Wednesday, March 31, 2010

Report find mentally ill immigrants whisked to Texas

More information the deportation of people in mental hospitals, many of them legal residents. Apparently the Obama Administration officials have issued a quota for deportations in the article below. --Lauren

By Nina Bernstein
THE NEW YORK TIMES

For lawyers offering free legal information at large immigration detention centers in remote parts of Texas, the task is difficult enough: coaching hundreds of detainees on how to represent themselves at assembly-line deportation hearings. But the lawyers soon discover a more daunting problem: Many detainees are too mentally ill or mentally disabled to understand anything.

The detainees, mostly apprehended in New York and other Northeastern cities — some from mental hospitals — have often been moved to Texas without medication or medical records, far from relatives and mental health workers who know their histories. Their mental incompetence is routinely ignored by immigration judges and deportation officers, who are under pressure to handle growing caseloads and meet government quotas.

These are among the findings of a yearlong examination of the way the nation's immigration detention system handles the mentally disabled in Texas, where 29 percent of all detainees are held while the government tries to deport them. The study, conducted by Texas Appleseed, a public interest law center, and Akin Gump , a corporate law firm, documents mistreatment at every stage of the process.

Among many examples in the 88-page report, released Tuesday, is that of a 50-year-old legal permanent resident with schizophrenia who had lived in New York since 1974. In November, a New York criminal court declared him incompetent to stand trial on a trespassing charge and ordered him to serve 90 days in a mental institution. Instead, he was transferred to the Willacy County Regional Detention Facility in South Texas, to face a deportation proceeding without counsel — so abruptly, the report said, that his family and lawyer did not know what had happened.

At the detention center, he received no medication for weeks, and in March, he was deported to the Dominican Republic.

"My mother is devastated," his sister, Janet Jiminez, said Sunday. "She says he will die out there on the streets.

"I've been a U.S. citizen for many, many years," Jiminez added. "If we have a law system, and the law system has declared that you are incompetent and should be taken to a mental hospital, why are you taken to Texas to be deported?"

Immigration and Customs Enforcement, the report said, routinely ignores its discretionary authority to leave such detainees in community settings rather than lock them up, at great expense, in distant jails.

The agency is reviewing the report, a spokesman, Brian Hale, said, adding that "in cases where ICE is required by law to detain certain aliens with serious medical and mental health issues, we work to ensure the person receives sound, appropriate and timely care."

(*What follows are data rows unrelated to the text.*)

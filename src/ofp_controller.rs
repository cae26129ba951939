//! Per-connection OpenFlow 1.3 session driving a `LearningSwitch`.

use std::io::{self, Read, Write};
use std::sync::Arc;

use log::{debug, info, warn};

use crate::config::Config;
use crate::error::{Error, Result};
use crate::installer::{Command, Datapath};
use crate::learning_switch::{Event, LearningSwitch};
use crate::mac_learning::SwitchRegistry;
use crate::ofp_header::OfpHeader;
use crate::ofp_message::OfpMessage;
use crate::openflow0x04::message::Message;
use crate::openflow0x04::OFP_VERSION;

/// A connection to one switch, carrying OpenFlow 1.3 messages both ways.
pub struct OfpChannel<S> {
    stream: S,
    next_xid: u32,
}

impl<S: Read + Write> OfpChannel<S> {
    pub fn new(stream: S) -> OfpChannel<S> {
        OfpChannel {
            stream,
            next_xid: 1,
        }
    }

    pub fn get_ref(&self) -> &S {
        &self.stream
    }

    /// Send a message to the switch with the given transaction id.
    pub fn send_message(&mut self, xid: u32, msg: Message) -> Result<()> {
        let bytes = Message::marshal(xid, msg)?;
        self.stream.write_all(&bytes)?;
        Ok(())
    }

    /// Read the next message. `None` once the switch has hung up.
    pub fn recv(&mut self) -> Result<Option<(u32, Message)>> {
        let mut buf = [0; OfpHeader::SIZE];
        match self.stream.read_exact(&mut buf) {
            Ok(()) => (),
            Err(ref e) if e.kind() == io::ErrorKind::UnexpectedEof => return Ok(None),
            Err(e) => return Err(Error::ConnectionLost(e)),
        }
        let header = OfpHeader::parse(&buf);
        if header.length() < OfpHeader::SIZE {
            return Err(Error::Codec(format!("header length {} too short", header.length())));
        }
        let mut body = vec![0; header.length() - OfpHeader::SIZE];
        self.stream
            .read_exact(&mut body)
            .map_err(Error::ConnectionLost)?;
        let hello = header.type_code() == Some(crate::openflow0x04::MsgCode::Hello);
        // a hello advertises the highest version the switch speaks
        if (hello && header.version() < OFP_VERSION) || (!hello && header.version() != OFP_VERSION) {
            return Err(Error::UnsupportedVersion(header.version()));
        }
        Message::parse(&header, &body).map(Some)
    }

    fn next_xid(&mut self) -> u32 {
        let xid = self.next_xid;
        self.next_xid = self.next_xid.wrapping_add(1);
        xid
    }
}

impl<S: Read + Write> Datapath for OfpChannel<S> {
    fn send(&mut self, cmd: Command) -> Result<()> {
        let xid = self.next_xid();
        self.send_message(xid, cmd.into())
    }
}

/// Perform the handshake and then handle messages from the switch until it
/// disconnects. The switch is detached from `registry` when this returns.
pub fn handle_client_connected<S: Read + Write>(
    stream: S,
    registry: Arc<SwitchRegistry>,
    config: &Config,
) -> Result<()> {
    let mut switch = LearningSwitch::new(registry, OfpChannel::new(stream), config);
    let result = run(&mut switch);
    switch.close();
    result
}

fn run<S: Read + Write>(switch: &mut LearningSwitch<OfpChannel<S>>) -> Result<()> {
    switch
        .installer_mut()
        .datapath_mut()
        .send_message(0, Message::Hello)?;
    loop {
        let (xid, msg) = match switch.installer_mut().datapath_mut().recv()? {
            Some(m) => m,
            None => {
                info!("switch {:?} closed the connection", switch.dpid());
                return Ok(());
            }
        };
        match msg {
            Message::Hello => {
                debug!("hello from switch, requesting features");
                switch
                    .installer_mut()
                    .datapath_mut()
                    .send_message(xid, Message::FeaturesReq)?
            }
            Message::EchoRequest(buf) => switch
                .installer_mut()
                .datapath_mut()
                .send_message(xid, Message::EchoReply(buf))?,
            Message::EchoReply(_) => (),
            Message::Error(err) => warn!(
                "switch {:?} reported error type {} code {} (xid {})",
                switch.dpid(),
                err.typ,
                err.code,
                xid
            ),
            Message::FeaturesReply(features) => {
                dispatch(switch, Event::SwitchFeatures(features))?
            }
            Message::PacketIn(pkt) => dispatch(switch, Event::PacketIn(pkt))?,
            Message::PortStatus(sts) => dispatch(switch, Event::PortStatus(sts))?,
            Message::Unhandled(code) => debug!("ignoring message type {} (xid {})", code, xid),
            other => debug!("unexpected message from switch: {:?}", other),
        }
    }
}

/// Hand `event` to the switch. Only failures to reach the switch end the
/// session; anything else is logged.
fn dispatch<S: Read + Write>(
    switch: &mut LearningSwitch<OfpChannel<S>>,
    event: Event,
) -> Result<()> {
    match switch.handle(event) {
        Err(e) if e.is_submission_failure() => Err(e),
        Err(e) => {
            warn!("switch {:?}: {}", switch.dpid(), e);
            Ok(())
        }
        Ok(()) => Ok(()),
    }
}

#[cfg(test)]
mod tests {
    use std::io::Cursor;

    use byteorder::{BigEndian, WriteBytesExt};

    use super::*;
    use crate::flow::{Action, PseudoPort};
    use crate::openflow0x04::MsgCode;
    use crate::packet::tests::{frame, HOST_A, HOST_B};

    /// Scripted switch: reads come from `input`, writes land in `output`.
    struct Script {
        input: Cursor<Vec<u8>>,
        output: Vec<u8>,
    }

    impl Read for Script {
        fn read(&mut self, buf: &mut [u8]) -> io::Result<usize> {
            self.input.read(buf)
        }
    }

    impl Write for Script {
        fn write(&mut self, buf: &[u8]) -> io::Result<usize> {
            self.output.write(buf)
        }

        fn flush(&mut self) -> io::Result<()> {
            Ok(())
        }
    }

    fn msg(version: u8, code: MsgCode, xid: u32, body: &[u8]) -> Vec<u8> {
        let mut bytes = vec![];
        OfpHeader::marshal(
            &mut bytes,
            OfpHeader::new(version, code as u8, (8 + body.len()) as u16, xid),
        )
        .unwrap();
        bytes.extend_from_slice(body);
        bytes
    }

    fn features_body(dpid: u64) -> Vec<u8> {
        let mut body = vec![];
        body.write_u64::<BigEndian>(dpid).unwrap();
        body.write_u32::<BigEndian>(256).unwrap();
        body.extend_from_slice(&[254, 0, 0, 0]);
        body.write_u32::<BigEndian>(0).unwrap();
        body.write_u32::<BigEndian>(0).unwrap();
        body
    }

    fn packet_in_body(in_port: u32, data: &[u8]) -> Vec<u8> {
        let mut body = vec![];
        body.write_u32::<BigEndian>(0xffff_ffff).unwrap();
        body.write_u16::<BigEndian>(data.len() as u16).unwrap();
        body.extend_from_slice(&[0, 0]);
        body.write_u64::<BigEndian>(0).unwrap();
        // OXM match holding only in_port, padded to 16
        body.write_u16::<BigEndian>(1).unwrap();
        body.write_u16::<BigEndian>(12).unwrap();
        body.write_u32::<BigEndian>(0x8000_0004).unwrap();
        body.write_u32::<BigEndian>(in_port).unwrap();
        body.extend_from_slice(&[0; 4]);
        body.extend_from_slice(&[0; 2]);
        body.extend_from_slice(data);
        body
    }

    fn run_script(input: Vec<u8>) -> (Arc<SwitchRegistry>, Result<()>, Vec<u8>) {
        let registry = Arc::new(SwitchRegistry::new());
        let mut switch = LearningSwitch::new(
            registry.clone(),
            OfpChannel::new(Script {
                input: Cursor::new(input),
                output: vec![],
            }),
            &Config::default(),
        );
        let result = run(&mut switch);
        let output = switch.installer().datapath().get_ref().output.clone();
        (registry, result, output)
    }

    #[test]
    fn handshake_installs_table_miss_and_floods() {
        let mut input = msg(4, MsgCode::Hello, 1, &[]);
        input.extend(msg(4, MsgCode::EchoReq, 2, b"ping"));
        input.extend(msg(4, MsgCode::FeaturesResp, 3, &features_body(1)));
        let data = frame(HOST_B, HOST_A, None, 0x0800);
        input.extend(msg(4, MsgCode::PacketIn, 0, &packet_in_body(1, &data)));
        let (registry, result, output) = run_script(input);
        result.unwrap();
        assert_eq!(registry.len(), 1);

        let codes: Vec<u8> = {
            let mut codes = vec![];
            let mut rest = &output[..];
            while rest.len() >= 8 {
                let len = u16::from_be_bytes([rest[2], rest[3]]) as usize;
                codes.push(rest[1]);
                rest = &rest[len..];
            }
            codes
        };
        assert_eq!(
            codes,
            vec![
                MsgCode::Hello as u8,
                MsgCode::FeaturesReq as u8,
                MsgCode::EchoResp as u8,
                MsgCode::FlowMod as u8,
                MsgCode::PacketOut as u8,
            ]
        );
        assert_eq!(&output[output.len() - data.len()..], &data[..]);
    }

    #[test]
    fn old_switches_are_refused() {
        let (registry, result, _) = run_script(msg(1, MsgCode::Hello, 1, &[]));
        assert!(matches!(result, Err(Error::UnsupportedVersion(1))));
        assert!(registry.is_empty());
    }

    #[test]
    fn packet_in_before_features_keeps_session() {
        let data = frame(HOST_B, HOST_A, None, 0x0800);
        let mut input = msg(4, MsgCode::PacketIn, 0, &packet_in_body(1, &data));
        input.extend(msg(4, MsgCode::FeaturesResp, 3, &features_body(9)));
        let (registry, result, _) = run_script(input);
        result.unwrap();
        assert!(registry.get(9).is_some());
    }

    #[test]
    fn channel_submits_commands() {
        let mut channel = OfpChannel::new(Script {
            input: Cursor::new(vec![]),
            output: vec![],
        });
        channel
            .send(Command::FlowAdd(crate::flow::FlowRule::table_miss()))
            .unwrap();
        let out = &channel.get_ref().output;
        assert_eq!(out[0], OFP_VERSION);
        assert_eq!(out[1], MsgCode::FlowMod as u8);
        assert_eq!(&out[4..8], &1u32.to_be_bytes());
        let action = &out[out.len() - 16..];
        assert_eq!(
            Action::parse_sequence(&mut Cursor::new(action)).unwrap(),
            vec![Action::Output(PseudoPort::Controller(0xffff))]
        );
    }
}
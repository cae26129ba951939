use std::net::{IpAddr, Ipv4Addr, SocketAddr};

use clap::Parser;

/// Controller settings.
#[derive(Parser, Clone, Debug, PartialEq, Eq)]
#[clap(name = "rust_l2ctl_controller", version, about)]
pub struct Config {
    /// Address to accept switch connections on
    #[clap(short = 'l', long, default_value = "0.0.0.0")]
    pub listen_address: IpAddr,

    /// OpenFlow controller port
    #[clap(short, long, default_value = "6633")]
    pub port: u16,

    /// Also forget hosts learned on a port when the switch reports it deleted
    #[clap(long)]
    pub purge_learned_on_port_delete: bool,
}

impl Config {
    pub fn listen_on(&self) -> SocketAddr {
        SocketAddr::new(self.listen_address, self.port)
    }
}

impl Default for Config {
    fn default() -> Config {
        Config {
            listen_address: IpAddr::V4(Ipv4Addr::UNSPECIFIED),
            port: 6633,
            purge_learned_on_port_delete: false,
        }
    }
}
use std::io;

use byteorder::{BigEndian, ByteOrder, WriteBytesExt};

use crate::openflow0x04::MsgCode;

/// OpenFlow Header
///
/// The first fields of every OpenFlow message, no matter the protocol version.
/// This is parsed to determine version and length of the remaining message, so that
/// it can be properly handled.
#[derive(Copy, Clone, Debug, PartialEq, Eq)]
pub struct OfpHeader {
    version: u8,
    typ: u8,
    length: u16,
    xid: u32,
}

impl OfpHeader {
    /// Byte-size of an `OfpHeader` on the wire.
    pub const SIZE: usize = 8;

    /// Create an `OfpHeader` out of the arguments.
    pub fn new(version: u8, typ: u8, length: u16, xid: u32) -> OfpHeader {
        OfpHeader {
            version,
            typ,
            length,
            xid,
        }
    }

    /// Fills a message buffer with the header fields of an `OfpHeader`.
    pub fn marshal(bytes: &mut Vec<u8>, header: OfpHeader) -> io::Result<()> {
        bytes.write_u8(header.version)?;
        bytes.write_u8(header.typ)?;
        bytes.write_u16::<BigEndian>(header.length)?;
        bytes.write_u32::<BigEndian>(header.xid)
    }

    /// Takes a message buffer (sized for an `OfpHeader`) and returns an `OfpHeader`.
    pub fn parse(buf: &[u8; OfpHeader::SIZE]) -> OfpHeader {
        OfpHeader {
            version: buf[0],
            typ: buf[1],
            length: BigEndian::read_u16(&buf[2..4]),
            xid: BigEndian::read_u32(&buf[4..8]),
        }
    }

    /// Return the `version` field of a header.
    pub fn version(&self) -> u8 {
        self.version
    }

    /// Return the OpenFlow message type code of a header, if it is one we know.
    pub fn type_code(&self) -> Option<MsgCode> {
        MsgCode::of_int(self.typ)
    }

    /// Raw message type byte.
    pub fn type_byte(&self) -> u8 {
        self.typ
    }

    /// Return the `length` field of a header. Includes the length of the header itself.
    pub fn length(&self) -> usize {
        self.length as usize
    }

    /// Return the `xid` field of a header, the transaction id associated with this packet.
    ///  Replies use the same id to facilitate pairing.
    pub fn xid(&self) -> u32 {
        self.xid
    }
}
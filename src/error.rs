use std::io;

use thiserror::Error;

use crate::learning_switch::{EventKind, SessionState};

#[derive(Debug, Error)]
pub enum Error {
    #[error("malformed frame: {len} bytes is too short for an ethernet header")]
    MalformedFrame { len: usize },
    #[error("unrecognized port status reason {0}")]
    UnrecognizedPortReason(u8),
    #[error("{event:?} is not valid while the session is {state:?}")]
    UnexpectedEvent {
        event: EventKind,
        state: SessionState,
    },
    #[error("command submission failed: {0}")]
    CommandSubmission(#[from] io::Error),
    #[error("switch session already closed")]
    SessionClosed,
    #[error("switch connection lost: {0}")]
    ConnectionLost(io::Error),
    #[error("unsupported OpenFlow version {0:#04x}")]
    UnsupportedVersion(u8),
    #[error("openflow codec error: {0}")]
    Codec(String),
}

impl Error {
    /// Whether the error means the switch can no longer be written to.
    pub fn is_submission_failure(&self) -> bool {
        matches!(self, Error::CommandSubmission(_) | Error::SessionClosed)
    }
}

pub type Result<T, E = Error> = std::result::Result<T, E>;
//! In-memory switch for exercising the controller without a socket.

use crate::error::{Error, Result};
use crate::flow::{FlowDelete, FlowRule};
use crate::installer::{Command, Datapath, PacketOut};

/// A single flow table with OpenFlow add/delete semantics.
///
/// Adding a rule with the same match and priority as an existing one replaces
/// it. Deletes are non-strict and ignore priority.
#[derive(Debug, Default)]
pub struct SimulatedSwitch {
    flows: Vec<FlowRule>,
    packets_out: Vec<PacketOut>,
    /// Buffers released through a flow add instead of a packet-out.
    released_buffers: Vec<u32>,
    commands: usize,
    closed: bool,
}

impl SimulatedSwitch {
    pub fn new() -> SimulatedSwitch {
        SimulatedSwitch::default()
    }

    pub fn flows(&self) -> &[FlowRule] {
        &self.flows
    }

    pub fn packets_out(&self) -> &[PacketOut] {
        &self.packets_out
    }

    pub fn released_buffers(&self) -> &[u32] {
        &self.released_buffers
    }

    /// Total commands accepted so far.
    pub fn commands(&self) -> usize {
        self.commands
    }

    /// Rules whose match constrains the ingress port to `port`.
    pub fn flows_from_port(&self, port: u32) -> Vec<&FlowRule> {
        self.flows
            .iter()
            .filter(|r| r.pattern.in_port == Some(port))
            .collect()
    }

    /// Rules with an action outputting to `port`.
    pub fn flows_to_port(&self, port: u32) -> Vec<&FlowRule> {
        self.flows
            .iter()
            .filter(|r| r.actions.iter().any(|a| a.outputs_to(port)))
            .collect()
    }

    /// Make every later command fail as if the connection had dropped.
    pub fn close(&mut self) {
        self.closed = true;
    }

    fn add(&mut self, mut rule: FlowRule) {
        if let Some(buffer_id) = rule.buffer_id.take() {
            self.released_buffers.push(buffer_id);
        }
        let existing = self
            .flows
            .iter()
            .position(|r| r.priority == rule.priority && r.pattern == rule.pattern);
        match existing {
            Some(i) => self.flows[i] = rule,
            None => self.flows.push(rule),
        }
    }

    fn delete(&mut self, del: &FlowDelete) {
        self.flows.retain(|r| !del.selects(r));
    }
}

impl Datapath for SimulatedSwitch {
    fn send(&mut self, cmd: Command) -> Result<()> {
        if self.closed {
            return Err(Error::SessionClosed);
        }
        self.commands += 1;
        match cmd {
            Command::FlowAdd(rule) => self.add(rule),
            Command::FlowDelete(del) => self.delete(&del),
            Command::PacketOut(pkt) => self.packets_out.push(pkt),
        }
        Ok(())
    }
}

A recent government memorandum shows that agents are under intense pressure to increase detentions and deportations. In the memo, James Chaparro, the Obama administration's chief of detention and removal operations, congratulated agents for reaching the agency's goal of "150,000 criminal alien removals" for the year ending Sept. 30. But Chaparro urged them to overcome a shortfall in the goal of 400,000 deportations by making maximum use of detention slots, including an additional 3,000 this year.

The publication of the memo clearly embarrassed the administration. A spokesman, Sean Smith, said that "our focus continues to be on the criminal side" and that Chaparro was reprimanded Monday by John Morton, the chief of the immigration enforcement agency, at a meeting with immigrant advocates.